Description
This Mango Chicken Stir Fry is a vibrant and flavorful dish combining tender chicken breast, fresh vegetables, and sweet ripe mango. Tossed in a creamy cashew butter-based sauce with a hint of ginger and garlic, this stir fry is perfect for a quick and nutritious weeknight dinner that balances savory and sweet in every bite.
Ingredients
Scale
Main Ingredients
- 1 tablespoon coconut oil or olive oil, divided
- 1 pound boneless skinless chicken breast, diced into bite-sized pieces
- 1 clove garlic, minced
- 1 red onion, diced
- 8 ounces snap or snow peas (or substitute chopped broccoli)
- 1 red bell pepper, sliced
- 1 large ripe mango, diced
- Optional: Cashews and cilantro, to garnish
For the Sauce
- 2 tablespoons gluten free soy sauce or coconut aminos
- 2 tablespoons cashew butter (or peanut butter)
- 2 cloves garlic, minced
- 1/2 tablespoon freshly grated ginger
- 1 teaspoon honey
- 1 tablespoon warm water, to thin
- 1 teaspoon red pepper flakes
- 1/2 teaspoon tapioca flour, arrowroot flour or cornstarch
Instructions
- Prepare the ingredients: Dice the chicken breast into bite-sized pieces. Mince the garlic cloves, dice the red onion, slice the red bell pepper, and dice the ripe mango. If using cashews and cilantro, prepare them for garnish.

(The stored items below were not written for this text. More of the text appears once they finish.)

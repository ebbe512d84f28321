//! 当前会话的消息存储
//!
//! 记录按插入顺序排列。一条记录要么是乐观插入的待确认记录（本地临时 ID），
//! 要么是服务端确认的记录（服务端 ID）。
//!
//! 不变量：
//! - 每个服务端 ID 至多一条记录
//! - 每个本地临时 ID 至多一条未确认记录

use chrono::{DateTime, Utc};

use crate::model::{ConversationId, LocalId, Message, MessageId, User};

/// 记录的投递状态
#[derive(Debug, Clone, PartialEq)]
pub enum DeliveryState {
    /// 已乐观插入，等待服务端确认
    Pending { local_id: LocalId },
    /// 已由服务端确认
    Confirmed { server_id: MessageId },
}

/// 存储中的一条消息记录
#[derive(Debug, Clone, PartialEq)]
pub struct MessageRecord {
    pub state: DeliveryState,
    pub conversation_id: ConversationId,
    pub sender: User,
    pub content: String,
    pub timestamp: DateTime<Utc>,
    pub is_read: bool,
}

impl MessageRecord {
    /// 构造待确认记录
    pub fn pending(
        local_id: LocalId,
        conversation_id: ConversationId,
        sender: User,
        content: String,
    ) -> Self {
        Self {
            state: DeliveryState::Pending { local_id },
            conversation_id,
            sender,
            content,
            timestamp: Utc::now(),
            is_read: false,
        }
    }

    pub fn server_id(&self) -> Option<MessageId> {
        match &self.state {
            DeliveryState::Confirmed { server_id } => Some(*server_id),
            DeliveryState::Pending { .. } => None,
        }
    }

    pub fn local_id(&self) -> Option<&LocalId> {
        match &self.state {
            DeliveryState::Pending { local_id } => Some(local_id),
            DeliveryState::Confirmed { .. } => None,
        }
    }

    pub fn is_pending(&self) -> bool {
        matches!(self.state, DeliveryState::Pending { .. })
    }
}

impl From<Message> for MessageRecord {
    fn from(message: Message) -> Self {
        Self {
            state: DeliveryState::Confirmed {
                server_id: message.id,
            },
            conversation_id: message.conversation_id,
            sender: message.sender,
            content: message.content,
            timestamp: message.timestamp,
            is_read: message.is_read,
        }
    }
}

/// `replace` 的结果
#[derive(Debug, Clone, Copy, PartialEq, Eq)]
pub enum ReplaceOutcome {
    /// 待确认记录被原位替换为确认记录
    Replaced,
    /// 确认记录已存在（例如实时回显先到），待确认记录被移除
    Absorbed,
    /// 没有该本地 ID 的待确认记录
    NotFound,
}

/// 单个会话的有序消息存储
#[derive(Debug, Default, Clone)]
pub struct MessageStore {
    records: Vec<MessageRecord>,
}

impl MessageStore {
    pub fn new() -> Self {
        Self::default()
    }

    /// 追加记录，服务端 ID 或本地 ID 已存在时不做任何修改
    ///
    /// 返回是否实际追加。
    pub fn append(&mut self, record: MessageRecord) -> bool {
        let exists = match &record.state {
            DeliveryState::Confirmed { server_id } => self.contains_server_id(*server_id),
            DeliveryState::Pending { local_id } => self.position_of_pending(local_id).is_some(),
        };
        if exists {
            return false;
        }
        self.records.push(record);
        true
    }

    /// 用确认记录替换指定本地 ID 的待确认记录
    pub fn replace(&mut self, local_id: &LocalId, record: MessageRecord) -> ReplaceOutcome {
        let Some(position) = self.position_of_pending(local_id) else {
            return ReplaceOutcome::NotFound;
        };

        let duplicate = record
            .server_id()
            .map(|id| self.contains_server_id(id))
            .unwrap_or(false);
        if duplicate {
            self.records.remove(position);
            return ReplaceOutcome::Absorbed;
        }

        self.records[position] = record;
        ReplaceOutcome::Replaced
    }

    /// 移除指定本地 ID 的待确认记录
    pub fn remove_pending(&mut self, local_id: &LocalId) -> Option<MessageRecord> {
        self.position_of_pending(local_id)
            .map(|position| self.records.remove(position))
    }

    /// 查找可与本人回显匹配的待确认记录（最早插入且内容相同）
    pub fn find_pending_for_echo(&self, sender: &User, content: &str) -> Option<LocalId> {
        self.records
            .iter()
            .find(|record| record.is_pending() && record.sender.id == sender.id && record.content == content)
            .and_then(|record| record.local_id().cloned())
    }

    pub fn contains_server_id(&self, server_id: MessageId) -> bool {
        self.records
            .iter()
            .any(|record| record.server_id() == Some(server_id))
    }

    pub fn contains_pending(&self, local_id: &LocalId) -> bool {
        self.position_of_pending(local_id).is_some()
    }

    pub fn pending_count(&self) -> usize {
        self.records.iter().filter(|record| record.is_pending()).count()
    }

    /// 按插入顺序返回全部记录
    pub fn list(&self) -> &[MessageRecord] {
        &self.records
    }

    pub fn clear(&mut self) {
        self.records.clear();
    }

    pub fn len(&self) -> usize {
        self.records.len()
    }

    pub fn is_empty(&self) -> bool {
        self.records.is_empty()
    }

    fn position_of_pending(&self, local_id: &LocalId) -> Option<usize> {
        self.records
            .iter()
            .position(|record| record.local_id() == Some(local_id))
    }
}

- Make the sauce: In a small bowl, whisk together gluten free soy sauce or coconut aminos, cashew butter, minced garlic, grated ginger, honey, warm water, red pepper flakes, and tapioca flour until smooth. Set aside.
- Cook the chicken: Heat half of the coconut or olive oil in a large skillet or wok over medium-high heat. Add the diced chicken and cook until browned and cooked through, about 5-7 minutes. Remove chicken from the pan and set aside.
- Sauté the vegetables: In the same skillet, add the remaining oil. Add the minced garlic, diced red onion, snap or snow peas, and sliced red bell pepper. Stir fry for 3-4 minutes until the vegetables are tender-crisp.
- Add chicken and sauce: Return the cooked chicken to the skillet with the vegetables. Pour the prepared sauce over the mixture and stir well to combine. Cook for another 2-3 minutes until the sauce thickens and coats all ingredients evenly.
- Add mango and garnish: Gently fold in the diced mango and cook for an additional minute to warm through. Remove from heat and garnish with cashews and fresh cilantro if desired.
Notes
- Use cashew butter or peanut butter depending on your preference or dietary restrictions.
- Substitute snap peas with broccoli for a different texture and flavor.
- Adjust red pepper flakes to control the heat level of the dish.
- Serve over cooked rice or noodles for a complete meal.
- For a nut-free version, omit cashew butter and garnish.